Le fonds souverain norvégien a annoncé qu'il soutiendrait une proposition d'actionnaire sur les risques liés aux droits de l'homme lors de la prochaine assemblée annuelle des actionnaires de Microsoft et qu'il s'opposerait publiquement à la direction de l'entreprise. La proposition oblige Microsoft à publier un rapport spécial sur les risques auxquels elle est confrontée en faisant des affaires dans des « pays où les conditions des droits de l'homme sont préoccupantes », et la direction de l'entreprise avait précédemment recommandé aux actionnaires de voter contre la motion.

Le fonds souverain norvégien, dont la taille s'élève à environ 2 000 milliards de dollars, a déclaré que le conseil d'administration doit expliquer les risques importants en matière de durabilité auxquels l'entreprise est confrontée, ainsi que les impacts environnementaux et sociaux plus larges de ses opérations et de ses produits.
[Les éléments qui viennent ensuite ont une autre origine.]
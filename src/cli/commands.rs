//! CLI command implementations
//!
//! Each command opens a directory-backed connection, does its work and
//! drops the connection. Nothing is persisted unless `--commit` is given.

use std::io::{self, Write};
use std::path::{Path, PathBuf};

use tracing::info;

use super::args::Command;
use super::io::{write_names, write_rowcount, write_rows};
use crate::config::{ConnectionBuilder, ConnectionOptions};
use crate::connection::Connection;
use crate::error::{Error, Result};
use crate::parser::Params;

/// Run a CLI command
pub fn run_command(command: Command) -> Result<()> {
    let stdout = io::stdout();
    let mut out = stdout.lock();

    match command {
        Command::Query {
            dir,
            sql,
            params,
            options,
            commit,
        } => query(
            &QueryRequest {
                dir,
                sql,
                params,
                options,
                commit,
            },
            &mut out,
        ),
        Command::Tables { dir } => tables(&dir, &mut out),
    }
}

/// Arguments of the `query` command
#[derive(Debug, Clone)]
pub struct QueryRequest {
    pub dir: PathBuf,
    pub sql: String,
    pub params: Option<String>,
    pub options: Option<PathBuf>,
    pub commit: bool,
}

/// Execute one statement and write its result
pub fn query<W: Write>(request: &QueryRequest, out: &mut W) -> Result<()> {
    // Step 1: Decode bind values
    let params = match &request.params {
        Some(text) => parse_params(text)?,
        None => Params::None,
    };

    // Step 2: Open the directory
    let conn = open(&request.dir, request.options.as_deref())?;

    // Step 3: Execute
    {
        let mut cursor = conn.cursor()?;
        cursor.execute(&request.sql, params)?;

        match cursor.description() {
            Some(description) => {
                let columns: Vec<String> = description.into_iter().map(|d| d.name).collect();
                let rows = cursor.fetchall()?;
                write_rows(out, &columns, &rows)?;
            }
            None => write_rowcount(out, cursor.rowcount())?,
        }
    }

    // Step 4: Persist on request
    if request.commit {
        conn.commit()?;
        info!(dir = %request.dir.display(), "committed");
    }

    conn.close();
    Ok(())
}

/// List the tables in a directory
pub fn tables<W: Write>(dir: &Path, out: &mut W) -> Result<()> {
    let conn = open(dir, None)?;
    let names = conn.table_names()?;
    conn.close();
    write_names(out, &names)
}

fn open(dir: &Path, options: Option<&Path>) -> Result<Connection> {
    let options = match options {
        Some(path) => ConnectionOptions::load(path)?,
        None => ConnectionOptions::default(),
    };
    ConnectionBuilder::new()
        .directory(dir)
        .options(options)
        .connect()
}

fn parse_params(text: &str) -> Result<Params> {
    let json: serde_json::Value = serde_json::from_str(text)
        .map_err(|e| Error::Interface(format!("Invalid --params JSON: {}", e)))?;
    Params::try_from(json)
}
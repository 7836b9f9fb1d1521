//! Inner equi-join
//!
//! Builds a hash index over the right table's key column, then probes it
//! with each left row. Output order is left row order, then right match
//! order. Null keys never match.

use std::collections::{HashMap, HashSet};

use crate::error::{Error, Result};
use crate::parser::{ColumnRef, JoinClause};
use crate::table::{Column, Row, Table, ValueKey};

#[derive(Debug, Clone, Copy, PartialEq, Eq)]
enum Side {
    Left,
    Right,
}

/// One side of a join: the table plus the name it is referenced by
pub struct JoinInput<'a> {
    pub name: &'a str,
    pub table: &'a Table,
}

/// Executes inner equi-joins
pub struct HashJoin;

impl HashJoin {
    /// Joins `left` with `right` on the clause's equality condition.
    ///
    /// Column names present on both sides are exposed as `table.column`,
    /// except a shared key name, which appears once.
    pub fn execute(left: JoinInput<'_>, right: JoinInput<'_>, clause: &JoinClause) -> Result<Table> {
        let (left_key, right_key) = Self::key_columns(&left, &right, clause)?;
        let left_idx = Self::index_of(left.table, &left_key)?;
        let right_idx = Self::index_of(right.table, &right_key)?;

        let drop_right_key = left_key.name == right_key.name;
        let right_kept: Vec<usize> = (0..right.table.column_count())
            .filter(|i| !(drop_right_key && *i == right_idx))
            .collect();

        let columns = Self::output_columns(&left, &right, &right_kept);

        let mut index: HashMap<ValueKey, Vec<usize>> = HashMap::new();
        for (i, row) in right.table.rows().iter().enumerate() {
            let key = row[right_idx].key();
            if key != ValueKey::Null {
                index.entry(key).or_default().push(i);
            }
        }

        let mut rows: Vec<Row> = Vec::new();
        for left_row in left.table.rows() {
            let key = left_row[left_idx].key();
            let Some(matches) = index.get(&key) else {
                continue;
            };
            for &r in matches {
                let right_row = &right.table.rows()[r];
                let mut row = left_row.clone();
                row.extend(right_kept.iter().map(|&c| right_row[c].clone()));
                rows.push(row);
            }
        }

        Table::with_rows(columns, rows)
    }

    /// Orients the ON condition so the first column belongs to the left table
    fn key_columns(
        left: &JoinInput<'_>,
        right: &JoinInput<'_>,
        clause: &JoinClause,
    ) -> Result<(ColumnRef, ColumnRef)> {
        let a = Self::side_of(&clause.left, left, right)?;
        let b = Self::side_of(&clause.right, left, right)?;
        match (a, b) {
            (Side::Left, Side::Right) => Ok((clause.left.clone(), clause.right.clone())),
            (Side::Right, Side::Left) => Ok((clause.right.clone(), clause.left.clone())),
            _ => Err(Error::Parse(format!(
                "JOIN condition must compare a column of {} with a column of {}",
                left.name, right.name
            ))),
        }
    }

    fn side_of(column: &ColumnRef, left: &JoinInput<'_>, right: &JoinInput<'_>) -> Result<Side> {
        match column.qualifier.as_deref() {
            Some(q) if q == left.name => Ok(Side::Left),
            Some(q) if q == right.name => Ok(Side::Right),
            Some(q) => Err(Error::NotFound(format!(
                "Table {} is not part of this JOIN",
                q
            ))),
            None => {
                let in_left = left.table.column_index(&column.name).is_some();
                let in_right = right.table.column_index(&column.name).is_some();
                match (in_left, in_right) {
                    (true, false) => Ok(Side::Left),
                    (false, true) => Ok(Side::Right),
                    (true, true) => Err(Error::Parse(format!(
                        "Column reference is ambiguous: {}",
                        column.name
                    ))),
                    (false, false) => {
                        Err(Error::NotFound(format!("Column not found: {}", column.name)))
                    }
                }
            }
        }
    }

    fn index_of(table: &Table, column: &ColumnRef) -> Result<usize> {
        table
            .column_index(&column.name)
            .ok_or_else(|| Error::NotFound(format!("Column not found: {}", column)))
    }

    fn output_columns(
        left: &JoinInput<'_>,
        right: &JoinInput<'_>,
        right_kept: &[usize],
    ) -> Vec<Column> {
        let right_names: HashSet<&str> = right_kept
            .iter()
            .map(|&i| right.table.columns()[i].name.as_str())
            .collect();
        let left_names: HashSet<&str> = left.table.column_names().into_iter().collect();

        let mut columns: Vec<Column> = left
            .table
            .columns()
            .iter()
            .map(|c| {
                if right_names.contains(c.name.as_str()) {
                    Column::new(format!("{}.{}", left.name, c.name), c.data_type)
                } else {
                    c.clone()
                }
            })
            .collect();

        columns.extend(right_kept.iter().map(|&i| {
            let c = &right.table.columns()[i];
            if left_names.contains(c.name.as_str()) {
                Column::new(format!("{}.{}", right.name, c.name), c.data_type)
            } else {
                c.clone()
            }
        }));
        columns
    }
}
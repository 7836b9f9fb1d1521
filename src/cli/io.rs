//! JSON output for the CLI
//!
//! - One JSON object per line
//! - Result rows map column name to value
//! - Statements without a result print `{"rowcount": n}`

use std::io::Write;

use serde_json::{json, Map, Value as JsonValue};

use crate::error::{Error, Result};
use crate::table::{Row, Value};

/// Write result rows as JSON lines
pub fn write_rows<W: Write>(out: &mut W, columns: &[String], rows: &[Row]) -> Result<()> {
    for row in rows {
        let object = row_object(columns, row)?;
        write_line(out, &JsonValue::Object(object))?;
    }
    out.flush().map_err(stdout_error)
}

/// Write the affected-row count of a statement without a result
pub fn write_rowcount<W: Write>(out: &mut W, rowcount: i64) -> Result<()> {
    write_line(out, &json!({ "rowcount": rowcount }))?;
    out.flush().map_err(stdout_error)
}

/// Write one name per line
pub fn write_names<W: Write>(out: &mut W, names: &[String]) -> Result<()> {
    for name in names {
        writeln!(out, "{}", name).map_err(stdout_error)?;
    }
    out.flush().map_err(stdout_error)
}

fn row_object(columns: &[String], row: &[Value]) -> Result<Map<String, JsonValue>> {
    let mut object = Map::with_capacity(columns.len());
    for (name, value) in columns.iter().zip(row) {
        let value = serde_json::to_value(value)
            .map_err(|e| Error::Data(format!("Cannot encode value in '{}': {}", name, e)))?;
        object.insert(name.clone(), value);
    }
    Ok(object)
}

fn write_line<W: Write>(out: &mut W, value: &JsonValue) -> Result<()> {
    serde_json::to_writer(&mut *out, value)
        .map_err(|e| Error::Interface(format!("Failed to write output: {}", e)))?;
    writeln!(out).map_err(stdout_error)
}

fn stdout_error(e: std::io::Error) -> Error {
    Error::io("<stdout>", e)
}

#[cfg(test)]
mod tests {
    use super::*;

    #[test]
    fn test_rows_as_json_lines() {
        let mut out = Vec::new();
        let columns = vec!["name".to_string(), "age".to_string()];
        let rows = vec![
            vec![Value::from("Alice"), Value::Int(30)],
            vec![Value::from("Bob"), Value::Null],
        ];
        write_rows(&mut out, &columns, &rows).unwrap();

        let text = String::from_utf8(out).unwrap();
        let lines: Vec<&str> = text.lines().collect();
        assert_eq!(lines.len(), 2);
        let first: JsonValue = serde_json::from_str(lines[0]).unwrap();
        assert_eq!(first["name"], "Alice");
        assert_eq!(first["age"], 30);
        let second: JsonValue = serde_json::from_str(lines[1]).unwrap();
        assert!(second["age"].is_null());
    }

    #[test]
    fn test_rowcount_line() {
        let mut out = Vec::new();
        write_rowcount(&mut out, 3).unwrap();
        assert_eq!(String::from_utf8(out).unwrap(), "{\"rowcount\":3}\n");
    }
}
Le fonds note sur son site Internet qu'opérer dans des pays confrontés à d'importants problèmes de droits de l'homme peut avoir un impact significatif sur la réputation d'une entreprise, les coûts de conformité et la valeur actionnariale à long terme, appelant à une plus grande transparence et à une évaluation systématique.

En plus de "chanter un ton différent" de la direction sur la question des rapports sur les droits de l'homme, le fonds norvégien a également déclaré qu'il voterait contre le maintien du PDG de Microsoft, Satya Nadella, au poste de président du conseil d'administration et s'opposerait à son programme de rémunération. Le fonds a toujours préconisé la séparation des postes de président et de directeur général pour renforcer l'indépendance du conseil d'administration et le mécanisme de responsabilisation de la gouvernance d'entreprise. Il souligne également qu'une part considérable de la rémunération des dirigeants devrait être émise sous la forme d'actions bloquées à long terme. La période de blocage doit être comprise entre cinq et dix ans et liée à la performance à long terme de la direction.
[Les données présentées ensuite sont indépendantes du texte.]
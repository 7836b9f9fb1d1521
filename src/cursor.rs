//! Cursor: statement execution and sequential result retrieval

use tracing::debug;

use crate::connection::Connection;
use crate::error::{Error, Result};
use crate::executor::ExecutionOutcome;
use crate::parser::{bind, Params};
use crate::table::{Row, Table};

/// Metadata for one result column.
///
/// Only the name is known; type and size fields are always None.
#[derive(Debug, Clone, PartialEq, Eq)]
pub struct ColumnDescription {
    pub name: String,
    pub type_code: Option<String>,
    pub display_size: Option<usize>,
    pub internal_size: Option<usize>,
    pub precision: Option<usize>,
    pub scale: Option<usize>,
    pub null_ok: bool,
}

impl ColumnDescription {
    fn named(name: impl Into<String>) -> Self {
        Self {
            name: name.into(),
            type_code: None,
            display_size: None,
            internal_size: None,
            precision: None,
            scale: None,
            null_ok: true,
        }
    }
}

/// Executes statements and iterates their results
pub struct Cursor<'conn> {
    connection: &'conn Connection,
    result: Option<Table>,
    position: usize,
    rowcount: i64,
    /// Default batch size for `fetchmany`
    pub arraysize: usize,
    last_query: Option<String>,
    closed: bool,
}

impl<'conn> Cursor<'conn> {
    pub(crate) fn new(connection: &'conn Connection) -> Self {
        Self {
            connection,
            result: None,
            position: 0,
            rowcount: -1,
            arraysize: connection.options().arraysize,
            last_query: None,
            closed: false,
        }
    }

    /// Executes one statement.
    ///
    /// Failures surface as `Error::Database` wrapping the structured error;
    /// using a closed cursor is an `Error::Interface`.
    pub fn execute(&mut self, sql: &str, params: impl Into<Params>) -> Result<&mut Self> {
        self.check_open()?;
        let params = params.into();

        match self.run(sql, &params) {
            Ok(outcome) => {
                self.rowcount = outcome.rowcount();
                self.result = outcome.into_table();
                self.position = 0;
                Ok(self)
            }
            Err(e) => {
                debug!(error = %e, "statement failed");
                self.result = None;
                self.position = 0;
                self.rowcount = -1;
                Err(e.into_database())
            }
        }
    }

    fn run(&mut self, sql: &str, params: &Params) -> Result<ExecutionOutcome> {
        let bound = bind(sql, params)?;
        self.last_query = Some(bound.clone());
        self.connection.run(&bound)
    }

    /// Executes the statement once per parameter set; rowcount is the total
    pub fn executemany<I, P>(&mut self, sql: &str, param_sets: I) -> Result<&mut Self>
    where
        I: IntoIterator<Item = P>,
        P: Into<Params>,
    {
        self.check_open()?;
        let mut total = 0;
        for params in param_sets {
            self.execute(sql, params)?;
            total += self.rowcount.max(0);
        }
        self.rowcount = total;
        Ok(self)
    }

    /// Next row, or None when exhausted
    pub fn fetchone(&mut self) -> Result<Option<Row>> {
        self.check_open()?;
        let Some(table) = &self.result else {
            return Ok(None);
        };
        let row = table.rows().get(self.position).cloned();
        if row.is_some() {
            self.position += 1;
        }
        Ok(row)
    }

    /// Up to `size` rows (default `arraysize`), fewer when exhausted
    pub fn fetchmany(&mut self, size: Option<usize>) -> Result<Vec<Row>> {
        self.check_open()?;
        let size = size.unwrap_or(self.arraysize);
        let mut rows = Vec::with_capacity(size);
        while rows.len() < size {
            match self.fetchone()? {
                Some(row) => rows.push(row),
                None => break,
            }
        }
        Ok(rows)
    }

    /// All remaining rows
    pub fn fetchall(&mut self) -> Result<Vec<Row>> {
        self.check_open()?;
        let Some(table) = &self.result else {
            return Ok(Vec::new());
        };
        let rows = table.rows()[self.position.min(table.row_count())..].to_vec();
        self.position = table.row_count();
        Ok(rows)
    }

    /// Iterates the remaining rows
    pub fn rows(&mut self) -> Rows<'_, 'conn> {
        Rows { cursor: self }
    }

    /// Result column metadata; None before any query or after a mutation
    pub fn description(&self) -> Option<Vec<ColumnDescription>> {
        self.result.as_ref().map(|table| {
            table
                .column_names()
                .into_iter()
                .map(ColumnDescription::named)
                .collect()
        })
    }

    /// Rows returned or affected by the last statement; -1 when unknown
    pub fn rowcount(&self) -> i64 {
        self.rowcount
    }

    /// Statement text of the last execution, after parameter binding
    pub fn last_query(&self) -> Option<&str> {
        self.last_query.as_deref()
    }

    /// Releases the result; later calls fail
    pub fn close(&mut self) {
        self.result = None;
        self.position = 0;
        self.closed = true;
    }

    fn check_open(&self) -> Result<()> {
        if self.closed {
            return Err(Error::Interface("Cursor is closed".into()));
        }
        self.connection.check_open()
    }
}

/// Iterator over a cursor's remaining rows
pub struct Rows<'c, 'conn> {
    cursor: &'c mut Cursor<'conn>,
}

impl Iterator for Rows<'_, '_> {
    type Item = Result<Row>;

    fn next(&mut self) -> Option<Self::Item> {
        self.cursor.fetchone().transpose()
    }
}

#[cfg(test)]
mod tests {
    use super::*;
    use crate::catalog::MemoryStore;
    use crate::error::ErrorCategory;
    use crate::table::Value;
    use crate::{named_params, params};

    fn connection() -> Connection {
        let fruits = Table::from_rows(
            &["id", "name", "price"],
            vec![
                vec![Value::Int(1), Value::from("Apple"), Value::Int(100)],
                vec![Value::Int(2), Value::from("Banana"), Value::Int(80)],
                vec![Value::Int(3), Value::from("Cherry"), Value::Int(300)],
            ],
        )
        .unwrap();
        let mut tables = std::collections::BTreeMap::new();
        tables.insert("fruits".to_string(), fruits);
        Connection::builder()
            .tables(tables)
            .store(Box::new(MemoryStore::new()))
            .connect()
            .unwrap()
    }

    #[test]
    fn test_fresh_cursor_state() {
        let conn = connection();
        let mut cursor = conn.cursor().unwrap();
        assert_eq!(cursor.rowcount(), -1);
        assert!(cursor.description().is_none());
        assert_eq!(cursor.fetchone().unwrap(), None);
        assert!(cursor.fetchall().unwrap().is_empty());
    }

    #[test]
    fn test_fetch_sequence() {
        let conn = connection();
        let mut cursor = conn.cursor().unwrap();
        cursor.execute("SELECT name FROM fruits", ()).unwrap();

        assert_eq!(cursor.rowcount(), 3);
        assert_eq!(cursor.fetchone().unwrap(), Some(vec![Value::from("Apple")]));
        assert_eq!(cursor.fetchmany(None).unwrap().len(), 1);
        assert_eq!(cursor.fetchmany(Some(5)).unwrap(), vec![vec![Value::from("Cherry")]]);
        assert!(cursor.fetchall().unwrap().is_empty());
        assert_eq!(cursor.fetchone().unwrap(), None);
    }

    #[test]
    fn test_description() {
        let conn = connection();
        let mut cursor = conn.cursor().unwrap();
        cursor
            .execute("SELECT name AS fruit, price FROM fruits", ())
            .unwrap();
        let description = cursor.description().unwrap();
        assert_eq!(description.len(), 2);
        assert_eq!(description[0].name, "fruit");
        assert!(description[0].type_code.is_none());
        assert!(description[1].null_ok);
    }

    #[test]
    fn test_mutation_clears_result() {
        let conn = connection();
        let mut cursor = conn.cursor().unwrap();
        cursor.execute("SELECT * FROM fruits", ()).unwrap();
        cursor
            .execute("UPDATE fruits SET price = ? WHERE name = ?", params![90, "Banana"])
            .unwrap();
        assert_eq!(cursor.rowcount(), 1);
        assert!(cursor.description().is_none());
        assert_eq!(
            cursor.last_query(),
            Some("UPDATE fruits SET price = 90 WHERE name = 'Banana'")
        );
    }

    #[test]
    fn test_errors_surface_as_database_error() {
        let conn = connection();
        let mut cursor = conn.cursor().unwrap();
        cursor.execute("SELECT * FROM fruits", ()).unwrap();

        let err = cursor
            .execute("SELECT * FROM fruits WHERE a = 1 AND b = 2", ())
            .err()
            .unwrap();
        assert_eq!(err.category(), ErrorCategory::Database);
        assert!(matches!(err.root(), Error::NotSupported(_)));
        assert!(cursor.description().is_none());
        assert_eq!(cursor.rowcount(), -1);
    }

    #[test]
    fn test_executemany_sums_rowcount() {
        let conn = connection();
        let mut cursor = conn.cursor().unwrap();
        cursor
            .executemany(
                "INSERT INTO fruits (id, name) VALUES (:id, :name)",
                vec![
                    named_params! { "id" => 4, "name" => "Kiwi" },
                    named_params! { "id" => 5, "name" => "Lime" },
                ],
            )
            .unwrap();
        assert_eq!(cursor.rowcount(), 2);

        cursor.execute("SELECT COUNT(*) FROM fruits", ()).unwrap();
        assert_eq!(cursor.fetchone().unwrap(), Some(vec![Value::Int(5)]));
    }

    #[test]
    fn test_rows_iterator() {
        let conn = connection();
        let mut cursor = conn.cursor().unwrap();
        cursor
            .execute("SELECT id FROM fruits WHERE price > ?", params![90])
            .unwrap();
        let ids: Vec<Value> = cursor.rows().map(|r| r.unwrap()[0].clone()).collect();
        assert_eq!(ids, vec![Value::Int(1), Value::Int(3)]);
    }

    #[test]
    fn test_closed_cursor_is_interface_error() {
        let conn = connection();
        let mut cursor = conn.cursor().unwrap();
        cursor.close();
        let err = cursor.execute("SELECT * FROM fruits", ()).err().unwrap();
        assert_eq!(err.category(), ErrorCategory::Interface);
        assert!(matches!(cursor.fetchone(), Err(Error::Interface(_))));
    }

    #[test]
    fn test_results_independent_of_later_mutation() {
        let conn = connection();
        let mut reader = conn.cursor().unwrap();
        let mut writer = conn.cursor().unwrap();
        reader.execute("SELECT name FROM fruits", ()).unwrap();
        writer.execute("DELETE FROM fruits", ()).unwrap();
        assert_eq!(reader.fetchall().unwrap().len(), 3);
    }
}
Du point de vue de l’actionnariat, cette position a un poids considérable. Selon des données publiques, au 30 juin, le fonds détenait environ 1,35 % des actions de Microsoft, avec une valeur marchande d'environ 50 milliards de dollars, ce qui en fait le deuxième plus grand titre de son portefeuille global, juste derrière Nvidia. Selon les données du LSEG, cela fait également du fonds souverain norvégien le huitième actionnaire de Microsoft. Ses tendances de vote sur les questions environnementales, sociales et de gouvernance d'entreprise (ESG) sont souvent considérées comme une référence importante pour les investisseurs institutionnels mondiaux.
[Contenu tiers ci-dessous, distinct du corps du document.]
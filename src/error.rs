//! Error types for tabula
//!
//! Every failure carries a structured kind internally. Each kind belongs to
//! one DB-API category (`ErrorCategory`). `Cursor::execute` wraps failures
//! in `Error::Database`, so callers see a single surfaced form but can
//! still recover the structured kind through `Error::root`.

use std::fmt;
use std::path::PathBuf;

use thiserror::Error;

/// Result type for tabula operations
pub type Result<T> = std::result::Result<T, Error>;

/// DB-API error categories
#[derive(Debug, Clone, Copy, PartialEq, Eq)]
pub enum ErrorCategory {
    /// Bad construction arguments, use after close
    Interface,
    /// Malformed SQL, bad identifiers, parameter mismatches
    Programming,
    /// Coercion failures, unsupported parameter types
    Data,
    /// File I/O failures
    Operational,
    /// Duplicate table names
    Integrity,
    /// Clauses or operators outside the supported grammar
    NotSupported,
    /// Catch-all surfaced by execute()
    Database,
}

impl ErrorCategory {
    /// Returns the DB-API class name
    pub fn as_str(&self) -> &'static str {
        match self {
            ErrorCategory::Interface => "InterfaceError",
            ErrorCategory::Programming => "ProgrammingError",
            ErrorCategory::Data => "DataError",
            ErrorCategory::Operational => "OperationalError",
            ErrorCategory::Integrity => "IntegrityError",
            ErrorCategory::NotSupported => "NotSupportedError",
            ErrorCategory::Database => "DatabaseError",
        }
    }
}

impl fmt::Display for ErrorCategory {
    fn fmt(&self, f: &mut fmt::Formatter<'_>) -> fmt::Result {
        write!(f, "{}", self.as_str())
    }
}

/// tabula errors
#[derive(Debug, Error)]
pub enum Error {
    // ==================
    // Statement errors
    // ==================
    /// Malformed statement text
    #[error("Parse error: {0}")]
    Parse(String),

    /// Placeholder/parameter mismatch
    #[error("Parameter error: {0}")]
    Parameter(String),

    /// Non-aggregated column outside GROUP BY
    #[error("Grouping error: {0}")]
    Grouping(String),

    /// Clause or operator outside the supported grammar
    #[error("Not supported: {0}")]
    NotSupported(String),

    // ==================
    // Catalog errors
    // ==================
    /// Table or column not found
    #[error("Not found: {0}")]
    NotFound(String),

    /// Table already registered
    #[error("Table {0} already exists")]
    DuplicateTable(String),

    /// Invalid table name
    #[error("Invalid table name: {0:?}")]
    InvalidName(String),

    /// Unrecognized declared type or schema/table mismatch
    #[error("Schema error: {0}")]
    Schema(String),

    /// Value could not be represented
    #[error("Data error: {0}")]
    Data(String),

    // ==================
    // Persistence errors
    // ==================
    /// File system failure
    #[error("I/O error on {}: {source}", path.display())]
    Io {
        path: PathBuf,
        #[source]
        source: std::io::Error,
    },

    /// Flat-file codec failure
    #[error("CSV error on {}: {source}", path.display())]
    Csv {
        path: PathBuf,
        #[source]
        source: csv::Error,
    },

    // ==================
    // Interface errors
    // ==================
    /// Construction or lifecycle misuse
    #[error("Interface error: {0}")]
    Interface(String),

    /// Surfaced form of any failure inside execute()
    #[error("Query execution failed: {0}")]
    Database(Box<Error>),
}

impl Error {
    /// Wraps an I/O error with the path it occurred on
    pub fn io(path: impl Into<PathBuf>, source: std::io::Error) -> Self {
        Error::Io {
            path: path.into(),
            source,
        }
    }

    /// Wraps a codec error with the path it occurred on
    pub fn csv(path: impl Into<PathBuf>, source: csv::Error) -> Self {
        Error::Csv {
            path: path.into(),
            source,
        }
    }

    /// Wraps into the surfaced `Database` form (idempotent)
    pub fn into_database(self) -> Self {
        match self {
            Error::Database(_) => self,
            other => Error::Database(Box::new(other)),
        }
    }

    /// Returns the DB-API category of this error
    pub fn category(&self) -> ErrorCategory {
        match self {
            Error::Parse(_)
            | Error::Parameter(_)
            | Error::Grouping(_)
            | Error::NotFound(_)
            | Error::InvalidName(_) => ErrorCategory::Programming,
            Error::Schema(_) | Error::Data(_) => ErrorCategory::Data,
            Error::Io { .. } | Error::Csv { .. } => ErrorCategory::Operational,
            Error::DuplicateTable(_) => ErrorCategory::Integrity,
            Error::NotSupported(_) => ErrorCategory::NotSupported,
            Error::Interface(_) => ErrorCategory::Interface,
            Error::Database(_) => ErrorCategory::Database,
        }
    }

    /// Returns the innermost structured error
    pub fn root(&self) -> &Error {
        match self {
            Error::Database(inner) => inner.root(),
            other => other,
        }
    }
}

#[cfg(test)]
mod tests {
    use super::*;

    #[test]
    fn test_categories() {
        assert_eq!(
            Error::Parse("x".into()).category(),
            ErrorCategory::Programming
        );
        assert_eq!(
            Error::DuplicateTable("t".into()).category(),
            ErrorCategory::Integrity
        );
        assert_eq!(Error::Schema("x".into()).category(), ErrorCategory::Data);
        assert_eq!(
            Error::NotSupported("AND".into()).category(),
            ErrorCategory::NotSupported
        );
        let io = Error::io(
            "/tmp/x.csv",
            std::io::Error::new(std::io::ErrorKind::Other, "disk full"),
        );
        assert_eq!(io.category(), ErrorCategory::Operational);
    }

    #[test]
    fn test_database_wrapper_keeps_root() {
        let err = Error::NotFound("Table users".into()).into_database();
        assert_eq!(err.category(), ErrorCategory::Database);
        assert!(matches!(err.root(), Error::NotFound(_)));
        assert!(err.to_string().contains("Table users"));

        // wrapping twice does not nest
        let again = err.into_database();
        assert!(matches!(again.root(), Error::NotFound(_)));
    }

    #[test]
    fn test_category_names() {
        assert_eq!(ErrorCategory::Interface.as_str(), "InterfaceError");
        assert_eq!(ErrorCategory::NotSupported.to_string(), "NotSupportedError");
    }
}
Les actionnaires de Microsoft voteront sur la proposition de rapport sur les droits de l'homme ainsi que sur la réélection de Nadella à la présidence et sur les modalités de rémunération lors de son assemblée annuelle des actionnaires le 5 décembre. Les observateurs du marché ont souligné que si les investisseurs institutionnels à long terme, y compris le fonds souverain norvégien, exerçaient une pression collective, cela pourrait pousser Microsoft à procéder à de nouveaux ajustements en matière de divulgation des risques, de structure de gouvernance et de respect des droits de l'homme, et à établir un modèle pour les pratiques ESG d'autres grandes entreprises technologiques.